In teenage years, I would have been confident about the location. Had I been asked by someone where they could find Yeovil Junction station, I would have sent them out along the road that ran west from the town.

“Why?” asked my mother. “Why would you have sent them that way? Yeovil Junction Station is not in that direction. The station on the West Coker road was Hendford Halt, but it closed when you were a child.”

Hendford Halt was on a branch line that closed when I was three years old, but remnants of the station and line would have remained afterwards, perhaps explaining why I had imagined it might be the location of Yeovil Junction.

Other memories of that line, however, are more easily dated.

Passing through Martock in my father’s car, heading toward Long Sutton, we came to a stop at the level crossing where the gates had been closed to allow a train to pass. The station closed to passengers in June 1964 and to goods the following month, although, before its complete closure, the line was used for training in the winter of 1964/65. I could not have been more than four years old when the red and white painted gates kept us waiting.

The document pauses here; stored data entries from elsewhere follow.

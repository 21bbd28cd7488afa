use chrono::{DateTime, Utc};
use serde::{Deserialize, Serialize};

/// Lifecycle status of a cycle as shown in the history list.
#[derive(Debug, Clone, Copy, PartialEq, Eq)]
pub enum CycleStatus {
    InProgress,
    Interrupted,
    Finished,
}

#[derive(Debug, Clone, PartialEq, Serialize, Deserialize)]
#[serde(rename_all = "camelCase")]
pub struct Cycle {
    pub id: String,
    pub task: String,
    pub minutes_amount: u32,
    pub start_date: DateTime<Utc>,
    #[serde(default, skip_serializing_if = "Option::is_none")]
    pub interrupted_date: Option<DateTime<Utc>>,
    #[serde(default, skip_serializing_if = "Option::is_none")]
    pub finished_date: Option<DateTime<Utc>>,
}

impl Cycle {
    pub fn new(id: String, task: String, minutes_amount: u32, start_date: DateTime<Utc>) -> Self {
        Self {
            id,
            task,
            minutes_amount,
            start_date,
            interrupted_date: None,
            finished_date: None,
        }
    }

    /// Target duration in seconds.
    pub fn total_seconds(&self) -> u64 {
        u64::from(self.minutes_amount) * 60
    }

    /// Whole seconds elapsed between the cycle's start and `now`, floored.
    ///
    /// A start date in the future (clock skew) counts as zero.
    pub fn elapsed_seconds_at(&self, now: DateTime<Utc>) -> u64 {
        now.signed_duration_since(self.start_date)
            .num_seconds()
            .max(0) as u64
    }

    /// Finished and interrupted are terminal; anything else is in progress,
    /// whether or not the cycle is still reachable through the active pointer.
    pub fn status(&self) -> CycleStatus {
        if self.finished_date.is_some() {
            CycleStatus::Finished
        } else if self.interrupted_date.is_some() {
            CycleStatus::Interrupted
        } else {
            CycleStatus::InProgress
        }
    }

    pub fn is_terminal(&self) -> bool {
        self.finished_date.is_some() || self.interrupted_date.is_some()
    }
}

#[derive(Debug, Clone, Default, PartialEq, Serialize, Deserialize)]
#[serde(rename_all = "camelCase")]
pub struct CyclesState {
    pub cycles: Vec<Cycle>,
    pub active_cycle_id: Option<String>,
}

impl CyclesState {
    /// The cycle the active pointer refers to, derived by id match alone.
    ///
    /// Note this can return a cycle that already carries a finished date:
    /// finishing stamps the date but does not clear the pointer.
    pub fn active_cycle(&self) -> Option<&Cycle> {
        let active_id = self.active_cycle_id.as_deref()?;
        self.cycles.iter().find(|cycle| cycle.id == active_id)
    }
}
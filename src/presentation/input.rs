use crate::application::{App, AppMode};
use crossterm::event::{KeyCode, KeyModifiers};

pub struct InputHandler;

impl InputHandler {
    pub fn handle_key_event(app: &mut App, key: KeyCode, modifiers: KeyModifiers) {
        match app.mode {
            AppMode::Normal => Self::handle_normal_mode(app, key, modifiers),
            AppMode::NewCycle => Self::handle_new_cycle_mode(app, key),
            AppMode::Help => Self::handle_help_mode(app, key),
        }
    }

    fn handle_normal_mode(app: &mut App, key: KeyCode, _modifiers: KeyModifiers) {
        // Any key clears a stale status message before acting
        app.status_message = None;

        match key {
            KeyCode::Char('n') => {
                app.start_new_cycle_form();
            }
            KeyCode::Char('i') => {
                app.interrupt_active_cycle();
            }
            KeyCode::Up | KeyCode::Char('k') => {
                app.scroll_history_up();
            }
            KeyCode::Down | KeyCode::Char('j') => {
                app.scroll_history_down();
            }
            KeyCode::F(1) | KeyCode::Char('?') => {
                app.mode = AppMode::Help;
                app.help_scroll = 0;
            }
            KeyCode::Char('q') => {
                // Will be handled by main loop
            }
            _ => {}
        }
    }

    fn handle_new_cycle_mode(app: &mut App, key: KeyCode) {
        match key {
            KeyCode::Enter => {
                app.submit_new_cycle_form();
            }
            KeyCode::Esc => {
                app.cancel_new_cycle_form();
            }
            KeyCode::Tab | KeyCode::BackTab | KeyCode::Up | KeyCode::Down => {
                app.switch_form_field();
            }
            KeyCode::Backspace => {
                if app.cursor_position > 0 {
                    let position = app.cursor_position - 1;
                    app.focused_input_mut().remove(position);
                    app.cursor_position = position;
                }
            }
            KeyCode::Delete => {
                if app.cursor_position < app.focused_input().len() {
                    let position = app.cursor_position;
                    app.focused_input_mut().remove(position);
                }
            }
            KeyCode::Left => {
                if app.cursor_position > 0 {
                    app.cursor_position -= 1;
                }
            }
            KeyCode::Right => {
                if app.cursor_position < app.focused_input().len() {
                    app.cursor_position += 1;
                }
            }
            KeyCode::Home => {
                app.cursor_position = 0;
            }
            KeyCode::End => {
                app.cursor_position = app.focused_input().len();
            }
            KeyCode::Char(c) => {
                let position = app.cursor_position;
                app.focused_input_mut().insert(position, c);
                app.cursor_position += 1;
            }
            _ => {}
        }
    }

    fn handle_help_mode(app: &mut App, key: KeyCode) {
        match key {
            KeyCode::Esc | KeyCode::F(1) | KeyCode::Char('?') | KeyCode::Char('q') => {
                app.mode = AppMode::Normal;
            }
            KeyCode::Up | KeyCode::Char('k') => {
                if app.help_scroll > 0 {
                    app.help_scroll -= 1;
                }
            }
            KeyCode::Down | KeyCode::Char('j') => {
                app.help_scroll += 1;
            }
            KeyCode::PageUp => {
                app.help_scroll = app.help_scroll.saturating_sub(5);
            }
            KeyCode::PageDown => {
                app.help_scroll += 5;
            }
            KeyCode::Home => {
                app.help_scroll = 0;
            }
            _ => {}
        }
    }
}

A memory of a moment standing on an empty platform with my mother at Langport West station must date from before 13th June 1964, because that was the Saturday on which the last passenger train departed from the station. My mother tells me that we were going to Taunton to visit my father who was in hospital. The oldest I could have been, in that clearly recalled scene, was three years and eight months old.

Perhaps it was the noise and the smoke and the steam of those railway locomotives that embedded them in the memory. To a small boy, they often seemed to be fearful machines, prone to making noise, or sudden bursts of steam, when they were not expected.

Sometimes, memories owe as much to what we have been told at later times as to what we can remember ourselves from the time.

Perhaps it is fearful memories that we remember most for ourselves. Perhaps fear causes a memory to linger longest, or to surface most easily. A day trip to Weymouth is recalled not only because a train went along the line that went through the streets on its way to the harbour, from where ferries left for France and the Channel Islands (in itself a surprise for a boy who did not expect to see a train travelling along a street), but also because a fire engine, its bell ringing loudly, passed us on its way to a call in the town.

Do our earliest memories all involve fear or surprise?